### Records to process
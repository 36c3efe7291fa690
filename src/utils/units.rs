//! Fixed-point decimal rendering for 256-bit amounts.
//!
//! On-chain amounts are integers with an implied decimal scale. Rendering
//! stays in integer arithmetic throughout: 18-decimal values routinely
//! exceed the range where binary floating point is exact.

use alloy_primitives::U256;

/// Render `value` as a decimal string scaled by `10^-decimals`
///
/// **Public** - used for CSV fields and summary output
///
/// Trailing zeros in the fractional part are trimmed, but at least one
/// fractional digit is always kept: `10^18` renders as "1.0", zero as "0.0".
///
/// # Arguments
/// * `value` - Raw integer amount
/// * `decimals` - Implied decimal places (18 for share amounts)
pub fn format_units(value: U256, decimals: u32) -> String {
    if decimals == 0 {
        return value.to_string();
    }

    let scale = U256::from(10u64).pow(U256::from(decimals));
    let (whole, frac) = value.div_rem(scale);

    // Left-pad the fractional digits to the full width before trimming,
    // otherwise 1 and 10^17 would render the same.
    let frac = format!("{:0>width$}", frac.to_string(), width = decimals as usize);
    let trimmed = frac.trim_end_matches('0');

    if trimmed.is_empty() {
        format!("{whole}.0")
    } else {
        format!("{whole}.{trimmed}")
    }
}
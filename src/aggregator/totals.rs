//! Per-recipient accumulation of purchase events.
//!
//! The fold is the whole algorithm: a recipient gets an entry at zero on
//! first sighting, then every event adds its two amounts to that entry.
//! Duplicate events are summed, never deduplicated.

use crate::parser::ShareEvent;
use crate::utils::error::AggregateError;
use alloy_primitives::{Address, U256};
use log::debug;
use std::collections::BTreeMap;

/// Running totals for one recipient
#[derive(Debug, Clone, Copy, Default, PartialEq, Eq)]
pub struct RecipientTotals {
    /// Sum of sharesOut across the recipient's events
    pub shares_out: U256,

    /// Sum of assetsIn across the recipient's events
    pub assets_in: U256,
}

/// Aggregate events into per-recipient totals
///
/// **Public** - main entry point for aggregation
///
/// # Arguments
/// * `events` - Decoded events, in any order (summation is commutative)
///
/// # Returns
/// Map from recipient to totals, keyed in address order so the report is
/// reproducible across runs
///
/// # Errors
/// * `AggregateError::TotalOverflow` - a running total exceeded 256 bits;
///   additions are checked rather than wrapping
pub fn aggregate_events(
    events: &[ShareEvent],
) -> Result<BTreeMap<Address, RecipientTotals>, AggregateError> {
    debug!("Aggregating {} events", events.len());

    let mut totals: BTreeMap<Address, RecipientTotals> = BTreeMap::new();

    for event in events {
        let entry = totals.entry(event.recipient).or_default();

        entry.shares_out = entry
            .shares_out
            .checked_add(event.shares_out)
            .ok_or_else(|| AggregateError::TotalOverflow(format!("{:#x}", event.recipient)))?;
        entry.assets_in = entry
            .assets_in
            .checked_add(event.assets_in)
            .ok_or_else(|| AggregateError::TotalOverflow(format!("{:#x}", event.recipient)))?;
    }

    debug!("Aggregated into {} recipients", totals.len());

    Ok(totals)
}

#[cfg(test)]
mod tests {
    use super::*;
    use std::collections::BTreeSet;

    fn event(recipient: Address, shares_out: u64, assets_in: u64) -> ShareEvent {
        ShareEvent {
            recipient,
            shares_out: U256::from(shares_out),
            assets_in: U256::from(assets_in),
        }
    }

    #[test]
    fn test_empty_input_yields_empty_map() {
        let totals = aggregate_events(&[]).unwrap();
        assert!(totals.is_empty());
    }

    #[test]
    fn test_repeated_recipient_sums_both_fields() {
        let buyer = Address::repeat_byte(0x01);
        let events = vec![
            event(buyer, 10, 1),
            event(buyer, 20, 2),
            event(buyer, 5, 3),
        ];

        let totals = aggregate_events(&events).unwrap();

        assert_eq!(totals.len(), 1);
        assert_eq!(totals[&buyer].shares_out, U256::from(35u64));
        assert_eq!(totals[&buyer].assets_in, U256::from(6u64));
    }

    #[test]
    fn test_key_set_matches_distinct_recipients() {
        let events = vec![
            event(Address::repeat_byte(0x01), 1, 1),
            event(Address::repeat_byte(0x02), 1, 1),
            event(Address::repeat_byte(0x01), 1, 1),
            event(Address::repeat_byte(0x03), 1, 1),
        ];

        let totals = aggregate_events(&events).unwrap();

        let expected: BTreeSet<Address> = events.iter().map(|e| e.recipient).collect();
        let actual: BTreeSet<Address> = totals.keys().copied().collect();
        assert_eq!(actual, expected);
    }

    #[test]
    fn test_identical_events_are_summed_not_deduplicated() {
        let buyer = Address::repeat_byte(0x01);
        let events = vec![event(buyer, 7, 3), event(buyer, 7, 3)];

        let totals = aggregate_events(&events).unwrap();

        assert_eq!(totals[&buyer].shares_out, U256::from(14u64));
        assert_eq!(totals[&buyer].assets_in, U256::from(6u64));
    }

    #[test]
    fn test_large_value_is_preserved_exactly() {
        let buyer = Address::repeat_byte(0x01);
        let big: U256 = "123456789012345678901234567890".parse().unwrap();
        let events = vec![ShareEvent {
            recipient: buyer,
            shares_out: big,
            assets_in: U256::ZERO,
        }];

        let totals = aggregate_events(&events).unwrap();

        assert_eq!(totals[&buyer].shares_out, big);
    }

    #[test]
    fn test_conservation_over_mixed_multiset() {
        let events = vec![
            event(Address::repeat_byte(0x01), 11, 5),
            event(Address::repeat_byte(0x02), 13, 7),
            event(Address::repeat_byte(0x01), 17, 11),
            event(Address::repeat_byte(0x03), 19, 13),
            event(Address::repeat_byte(0x02), 23, 17),
        ];

        let totals = aggregate_events(&events).unwrap();

        let input_shares: U256 = events
            .iter()
            .fold(U256::ZERO, |acc, e| acc.checked_add(e.shares_out).unwrap());
        let input_assets: U256 = events
            .iter()
            .fold(U256::ZERO, |acc, e| acc.checked_add(e.assets_in).unwrap());
        let output_shares: U256 = totals
            .values()
            .fold(U256::ZERO, |acc, t| acc.checked_add(t.shares_out).unwrap());
        let output_assets: U256 = totals
            .values()
            .fold(U256::ZERO, |acc, t| acc.checked_add(t.assets_in).unwrap());

        assert_eq!(input_shares, output_shares);
        assert_eq!(input_assets, output_assets);
    }

    #[test]
    fn test_running_total_overflow_is_an_error() {
        let buyer = Address::repeat_byte(0x01);
        let events = vec![
            ShareEvent {
                recipient: buyer,
                shares_out: U256::MAX,
                assets_in: U256::ZERO,
            },
            ShareEvent {
                recipient: buyer,
                shares_out: U256::from(1u64),
                assets_in: U256::ZERO,
            },
        ];

        let err = aggregate_events(&events).unwrap_err();
        assert!(matches!(err, AggregateError::TotalOverflow(_)));
    }
}
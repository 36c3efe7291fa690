//! Output writers for aggregated report data.
//!
//! This module handles rendering aggregate totals to disk:
//! - CSV reports with human-scaled decimal amounts

pub mod csv;

// Re-export main functions
pub use self::csv::{report_rows, write_report, ReportRow, REPORT_HEADER};
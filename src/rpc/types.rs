//! Types for JSON-RPC communication with an Ethereum node.
//!
//! Based on the Ethereum JSON-RPC spec; only the slice needed for
//! eth_getLogs is modeled here.

use alloy_primitives::{Address, B256};
use serde::{Deserialize, Serialize};

/// JSON-RPC 2.0 request structure
#[derive(Debug, Clone, Serialize)]
pub struct JsonRpcRequest {
    pub jsonrpc: String,
    pub method: String,
    pub params: serde_json::Value,
    pub id: u64,
}

impl JsonRpcRequest {
    /// Create a new JSON-RPC request for eth_getLogs
    ///
    /// # Arguments
    /// * `filter` - Log filter (contract, event topic, block range)
    /// * `id` - Request ID (for response correlation)
    pub fn eth_get_logs(filter: &LogFilter, id: u64) -> Self {
        Self {
            jsonrpc: "2.0".to_string(),
            method: "eth_getLogs".to_string(),
            params: serde_json::json!([filter.to_params()]),
            id,
        }
    }
}

/// Server-side filter for one contract event over a block range
#[derive(Debug, Clone)]
pub struct LogFilter {
    /// Contract that emitted the logs
    pub address: Address,

    /// Event signature hash (topic0)
    pub topic0: B256,

    /// Inclusive start of the block range
    pub from_block: u64,

    /// Inclusive end of the block range
    pub to_block: u64,
}

impl LogFilter {
    /// Build the eth_getLogs filter object
    ///
    /// Block numbers are hex quantities per the JSON-RPC spec.
    pub fn to_params(&self) -> serde_json::Value {
        serde_json::json!({
            "address": format!("{:#x}", self.address),
            "topics": [format!("{:#x}", self.topic0)],
            "fromBlock": format!("{:#x}", self.from_block),
            "toBlock": format!("{:#x}", self.to_block),
        })
    }
}

/// JSON-RPC 2.0 response structure
#[derive(Debug, Deserialize)]
pub struct JsonRpcResponse<T> {
    pub jsonrpc: String,
    pub id: u64,
    #[serde(default)]
    pub result: Option<T>,
    #[serde(default)]
    pub error: Option<JsonRpcError>,
}

/// JSON-RPC error object
#[derive(Debug, Deserialize)]
pub struct JsonRpcError {
    pub code: i64,
    pub message: String,
    #[serde(default)]
    pub data: Option<serde_json::Value>,
}

/// One raw log entry from an eth_getLogs response
///
/// Every field stays a hex string here; `parser` turns the interesting
/// ones into typed values.
#[derive(Debug, Clone, Deserialize)]
#[serde(rename_all = "camelCase")]
pub struct RawLog {
    /// Emitting contract address
    pub address: String,

    /// Indexed topics; topics[0] is the event signature hash
    pub topics: Vec<String>,

    /// ABI-encoded non-indexed fields
    pub data: String,

    #[serde(default)]
    pub block_number: Option<String>,

    #[serde(default)]
    pub transaction_hash: Option<String>,

    #[serde(default)]
    pub log_index: Option<String>,
}
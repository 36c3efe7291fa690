//! JSON-RPC communication with an Ethereum node.
//!
//! This module handles:
//! - Building eth_getLogs requests for one event over a block range
//! - The blocking HTTP transport
//! - Mapping provider errors to typed failures

pub mod client;
pub mod types;

// Re-export main types
pub use client::RpcClient;
pub use types::{JsonRpcError, JsonRpcRequest, JsonRpcResponse, LogFilter, RawLog};
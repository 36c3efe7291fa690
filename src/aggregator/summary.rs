//! Snapshot-level statistics for logging and the --summary printout.

use super::totals::RecipientTotals;
use crate::utils::config::SHARE_DECIMALS;
use crate::utils::error::AggregateError;
use crate::utils::units::format_units;
use alloy_primitives::{Address, U256};
use std::collections::BTreeMap;

/// Totals across the whole snapshot
#[derive(Debug, Clone, Default)]
pub struct SnapshotSummary {
    /// Number of events folded into the aggregate
    pub event_count: usize,

    /// Number of distinct recipients
    pub recipient_count: usize,

    /// Grand total of sharesOut across recipients
    pub total_shares_out: U256,

    /// Grand total of assetsIn across recipients
    pub total_assets_in: U256,
}

/// Compute snapshot statistics from aggregated totals
///
/// # Arguments
/// * `event_count` - Number of events that went into the aggregate
/// * `totals` - Per-recipient totals
pub fn summarize(
    event_count: usize,
    totals: &BTreeMap<Address, RecipientTotals>,
) -> Result<SnapshotSummary, AggregateError> {
    let mut summary = SnapshotSummary {
        event_count,
        recipient_count: totals.len(),
        ..Default::default()
    };

    for entry in totals.values() {
        summary.total_shares_out = summary
            .total_shares_out
            .checked_add(entry.shares_out)
            .ok_or(AggregateError::SummaryOverflow)?;
        summary.total_assets_in = summary
            .total_assets_in
            .checked_add(entry.assets_in)
            .ok_or(AggregateError::SummaryOverflow)?;
    }

    Ok(summary)
}

impl SnapshotSummary {
    /// Get human-readable summary
    ///
    /// **Public** - for logging and the --summary printout
    pub fn summary(&self) -> String {
        format!(
            "Events: {} | Recipients: {} | Shares out: {} | Assets in: {}",
            self.event_count,
            self.recipient_count,
            format_units(self.total_shares_out, SHARE_DECIMALS),
            format_units(self.total_assets_in, SHARE_DECIMALS)
        )
    }
}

### Task prompt
I need each line from the listing where the word "width" occurs.

### Solution to the problem
    // Left-pad the fractional digits to the full width before trimming,
    let frac = format!("{:0>width$}", frac.to_string(), width = decimals as usize);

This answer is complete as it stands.